[Dataset items]

──────

//! Range, boolean and safe-marker validators

use std::cmp::Ordering;

use async_trait::async_trait;

use crate::validation::error::ValidationError;
use crate::validation::traits::ValidationRule;
use crate::value::Value;

/// Value must be one of a fixed list
#[derive(Debug, Clone)]
pub struct InValidator {
    pub range: Vec<Value>,
    /// Compare kinds as well as values (`"1"` is not `1`)
    pub strict: bool,
    pub message: Option<String>,
}

impl InValidator {
    pub fn new<I, V>(range: I) -> Self
    where
        I: IntoIterator<Item = V>,
        V: Into<Value>,
    {
        Self {
            range: range.into_iter().map(Into::into).collect(),
            strict: false,
            message: None,
        }
    }

    pub fn strict(mut self) -> Self {
        self.strict = true;
        self
    }

    pub fn message(mut self, message: impl Into<String>) -> Self {
        self.message = Some(message.into());
        self
    }

    fn contains(&self, value: &Value) -> bool {
        self.range.iter().any(|candidate| {
            if self.strict {
                candidate == value
            } else {
                candidate.compare(value) == Ordering::Equal
                    || candidate.to_string() == value.to_string()
            }
        })
    }
}

#[async_trait]
impl ValidationRule for InValidator {
    async fn validate(&self, value: &Value, field: &str, label: &str) -> Result<(), ValidationError> {
        if self.contains(value) {
            Ok(())
        } else {
            let message = self
                .message
                .clone()
                .unwrap_or_else(|| format!("{} is invalid", label));
            Err(ValidationError::with_code(field, message, "in"))
        }
    }

    fn rule_name(&self) -> &'static str {
        "in"
    }
}

/// Value must be a boolean, `0`/`1` or `"true"`/`"false"`
#[derive(Debug, Clone, Default)]
pub struct BooleanValidator {
    pub message: Option<String>,
}

impl BooleanValidator {
    pub fn new() -> Self {
        Self::default()
    }
}

#[async_trait]
impl ValidationRule for BooleanValidator {
    async fn validate(&self, value: &Value, field: &str, label: &str) -> Result<(), ValidationError> {
        let valid = match value {
            Value::Bool(_) => true,
            Value::Integer(i) => *i == 0 || *i == 1,
            Value::String(s) => matches!(s.as_str(), "0" | "1" | "true" | "false"),
            _ => false,
        };
        if valid {
            Ok(())
        } else {
            let message = self
                .message
                .clone()
                .unwrap_or_else(|| format!("{} must be either true or false", label));
            Err(ValidationError::with_code(field, message, "boolean"))
        }
    }

    fn rule_name(&self) -> &'static str {
        "boolean"
    }
}

/// Marks attributes as safe for mass assignment without checking them
#[derive(Debug, Clone, Copy, Default)]
pub struct SafeValidator;

#[async_trait]
impl ValidationRule for SafeValidator {
    async fn validate(&self, _value: &Value, _field: &str, _label: &str) -> Result<(), ValidationError> {
        Ok(())
    }

    fn rule_name(&self) -> &'static str {
        "safe"
    }
}

#[cfg(test)]
mod tests {
    use super::*;

    #[tokio::test]
    async fn test_in_loose_and_strict() {
        let validator = InValidator::new([1, 2, 3]);
        assert!(validator.validate(&Value::Integer(2), "type", "Type").await.is_ok());
        assert!(validator.validate(&Value::from("2"), "type", "Type").await.is_ok());
        assert!(validator.validate(&Value::Integer(7), "type", "Type").await.is_err());

        let strict = InValidator::new([1, 2, 3]).strict();
        assert!(strict.validate(&Value::from("2"), "type", "Type").await.is_err());
    }

    #[tokio::test]
    async fn test_boolean() {
        let validator = BooleanValidator::new();
        assert!(validator.validate(&Value::Bool(false), "active", "Active").await.is_ok());
        assert!(validator.validate(&Value::from("1"), "active", "Active").await.is_ok());
        let err = validator.validate(&Value::Integer(2), "active", "Active").await.unwrap_err();
        assert_eq!(err.message, "Active must be either true or false");
    }

    #[tokio::test]
    async fn test_safe_always_passes() {
        assert!(SafeValidator.validate(&Value::from("anything"), "image", "Image").await.is_ok());
    }
}
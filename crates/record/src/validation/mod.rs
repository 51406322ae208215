//! Attribute validation
//!
//! Rules are declared on a model definition per scenario and evaluated by
//! `Record::validate`. A failed rule is reported as a per-attribute message,
//! never as an error.

pub mod error;
pub mod traits;
pub mod validators;

pub use error::{ValidationError, ValidationErrors};
pub use traits::{AttributeRule, ValidationRule};
pub use validators::{
    BooleanValidator, CustomValidator, DateValidator, InValidator, IntegerValidator,
    NumberValidator, PatternValidator, RequiredValidator, SafeValidator, StringValidator,
};
//! Shared data-provider behavior
//!
//! A provider computes its models, their keys and the total count lazily on
//! first access and caches them until `refresh`. Models and keys are always
//! computed and cleared together.

use std::fmt;
use std::sync::Arc;

use async_trait::async_trait;

use super::pagination::Pagination;
use super::sort::Sort;
use crate::error::OrmResult;
use crate::model::{Key, Record};
use crate::value::{Row, Value};

/// Read access to named attributes of a provider item
pub trait AttributeAccess {
    fn attribute(&self, name: &str) -> Option<&Value>;
}

impl AttributeAccess for Record {
    fn attribute(&self, name: &str) -> Option<&Value> {
        self.has_attribute(name).then(|| self.get_attribute(name))
    }
}

impl AttributeAccess for Row {
    fn attribute(&self, name: &str) -> Option<&Value> {
        self.get(name)
    }
}

/// How a provider derives the key of each model
pub enum KeySelector<T> {
    /// Value of the named attribute
    Attribute(String),
    Closure(Arc<dyn Fn(&T) -> Key + Send + Sync>),
}

impl<T> KeySelector<T> {
    pub fn attribute(name: &str) -> Self {
        KeySelector::Attribute(name.to_string())
    }

    pub fn closure<F>(f: F) -> Self
    where
        F: Fn(&T) -> Key + Send + Sync + 'static,
    {
        KeySelector::Closure(Arc::new(f))
    }
}

impl<T: AttributeAccess> KeySelector<T> {
    pub fn key_of(&self, item: &T) -> Key {
        match self {
            KeySelector::Attribute(name) => {
                Key::Scalar(item.attribute(name).cloned().unwrap_or(Value::Null))
            }
            KeySelector::Closure(f) => f(item),
        }
    }
}

impl<T> Clone for KeySelector<T> {
    fn clone(&self) -> Self {
        match self {
            KeySelector::Attribute(name) => KeySelector::Attribute(name.clone()),
            KeySelector::Closure(f) => KeySelector::Closure(Arc::clone(f)),
        }
    }
}

impl<T> fmt::Debug for KeySelector<T> {
    fn fmt(&self, f: &mut fmt::Formatter<'_>) -> fmt::Result {
        match self {
            KeySelector::Attribute(name) => f.debug_tuple("Attribute").field(name).finish(),
            KeySelector::Closure(_) => f.write_str("Closure(..)"),
        }
    }
}

/// Configuration and cached results of a provider
#[derive(Debug)]
pub struct ProviderState<T> {
    pub(crate) sort: Option<Sort>,
    pub(crate) pagination: Option<Pagination>,
    pub(crate) key: Option<KeySelector<T>>,
    pub(crate) models: Option<Vec<T>>,
    pub(crate) keys: Option<Vec<Key>>,
    pub(crate) total_count: Option<u64>,
}

impl<T> Default for ProviderState<T> {
    fn default() -> Self {
        Self {
            sort: None,
            pagination: Some(Pagination::default()),
            key: None,
            models: None,
            keys: None,
            total_count: None,
        }
    }
}

impl<T> ProviderState<T> {
    pub fn is_prepared(&self) -> bool {
        self.models.is_some()
    }

    pub(crate) fn clear(&mut self) {
        self.models = None;
        self.keys = None;
        self.total_count = None;
    }
}

#[async_trait]
pub trait DataProvider: Send + Sync {
    type Item: AttributeAccess + Send + Sync;

    fn state(&self) -> &ProviderState<Self::Item>;

    fn state_mut(&mut self) -> &mut ProviderState<Self::Item>;

    /// Load the models of the current page, in order
    async fn prepare_models(&mut self) -> OrmResult<Vec<Self::Item>>;

    /// Keys of `models`, one per model
    fn prepare_keys(&self, models: &[Self::Item]) -> Vec<Key>;

    /// Number of items across all pages
    async fn prepare_total_count(&mut self) -> OrmResult<u64>;

    /// Compute models and keys unless cached (or when `force`)
    async fn prepare(&mut self, force: bool) -> OrmResult<()> {
        if force || !self.state().is_prepared() {
            let models = self.prepare_models().await?;
            let keys = self.prepare_keys(&models);
            let state = self.state_mut();
            state.models = Some(models);
            state.keys = Some(keys);
        }
        Ok(())
    }

    async fn models(&mut self) -> OrmResult<&[Self::Item]> {
        self.prepare(false).await?;
        Ok(self.state().models.as_deref().unwrap_or(&[]))
    }

    async fn keys(&mut self) -> OrmResult<&[Key]> {
        self.prepare(false).await?;
        Ok(self.state().keys.as_deref().unwrap_or(&[]))
    }

    /// Number of models on the current page
    async fn count(&mut self) -> OrmResult<usize> {
        Ok(self.models().await?.len())
    }

    /// Number of items across all pages; the model count when paging is disabled
    async fn total_count(&mut self) -> OrmResult<u64> {
        if self.state().pagination.is_none() {
            return Ok(self.count().await? as u64);
        }
        if let Some(total) = self.state().total_count {
            return Ok(total);
        }
        let total = self.prepare_total_count().await?;
        self.state_mut().total_count = Some(total);
        Ok(total)
    }

    /// Drop cached models, keys and total count
    fn refresh(&mut self) {
        self.state_mut().clear();
    }

    fn pagination(&self) -> Option<&Pagination> {
        self.state().pagination.as_ref()
    }

    fn pagination_mut(&mut self) -> Option<&mut Pagination> {
        self.state_mut().pagination.as_mut()
    }

    /// `None` disables paging
    fn set_pagination(&mut self, pagination: Option<Pagination>) {
        self.state_mut().pagination = pagination;
    }

    fn sort(&self) -> Option<&Sort> {
        self.state().sort.as_ref()
    }

    fn sort_mut(&mut self) -> Option<&mut Sort> {
        self.state_mut().sort.as_mut()
    }

    /// `None` disables sorting
    async fn set_sort(&mut self, sort: Option<Sort>) -> OrmResult<()> {
        self.state_mut().sort = sort;
        Ok(())
    }
}

#[cfg(test)]
mod tests {
    use super::*;
    use crate::value::row;

    #[test]
    fn test_key_selector() {
        let item = row([("id", Value::Integer(3)), ("name", Value::from("c"))]);
        let by_name: KeySelector<Row> = KeySelector::attribute("name");
        assert_eq!(by_name.key_of(&item), Key::from("c"));

        let by_closure: KeySelector<Row> =
            KeySelector::closure(|r: &Row| Key::Index(r.len()));
        assert_eq!(by_closure.key_of(&item), Key::Index(2));
    }
}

──────

- _Task goal_
Look above for the line with "let strict = InValidator::new([1, 2, 3]).strict();"; retype exactly that line, every line after it up to the line with "use std::fmt;", and that line too, nothing else.

- _Reply to the task_
        let strict = InValidator::new([1, 2, 3]).strict();
        assert!(strict.validate(&Value::from("2"), "type", "Type").await.is_err());
    }

    #[tokio::test]
    async fn test_boolean() {
        let validator = BooleanValidator::new();
        assert!(validator.validate(&Value::Bool(false), "active", "Active").await.is_ok());
        assert!(validator.validate(&Value::from("1"), "active", "Active").await.is_ok());
        let err = validator.validate(&Value::Integer(2), "active", "Active").await.unwrap_err();
        assert_eq!(err.message, "Active must be either true or false");
    }

    #[tokio::test]
    async fn test_safe_always_passes() {
        assert!(SafeValidator.validate(&Value::from("anything"), "image", "Image").await.is_ok());
    }
}
filename crates/record/src/validation/mod.rs
repository 51406322ae208215
//! Attribute validation
//!
//! Rules are declared on a model definition per scenario and evaluated by
//! `Record::validate`. A failed rule is reported as a per-attribute message,
//! never as an error.

pub mod error;
pub mod traits;
pub mod validators;

pub use error::{ValidationError, ValidationErrors};
pub use traits::{AttributeRule, ValidationRule};
pub use validators::{
    BooleanValidator, CustomValidator, DateValidator, InValidator, IntegerValidator,
    NumberValidator, PatternValidator, RequiredValidator, SafeValidator, StringValidator,
};
//! Shared data-provider behavior
//!
//! A provider computes its models, their keys and the total count lazily on
//! first access and caches them until `refresh`. Models and keys are always
//! computed and cleared together.

use std::fmt;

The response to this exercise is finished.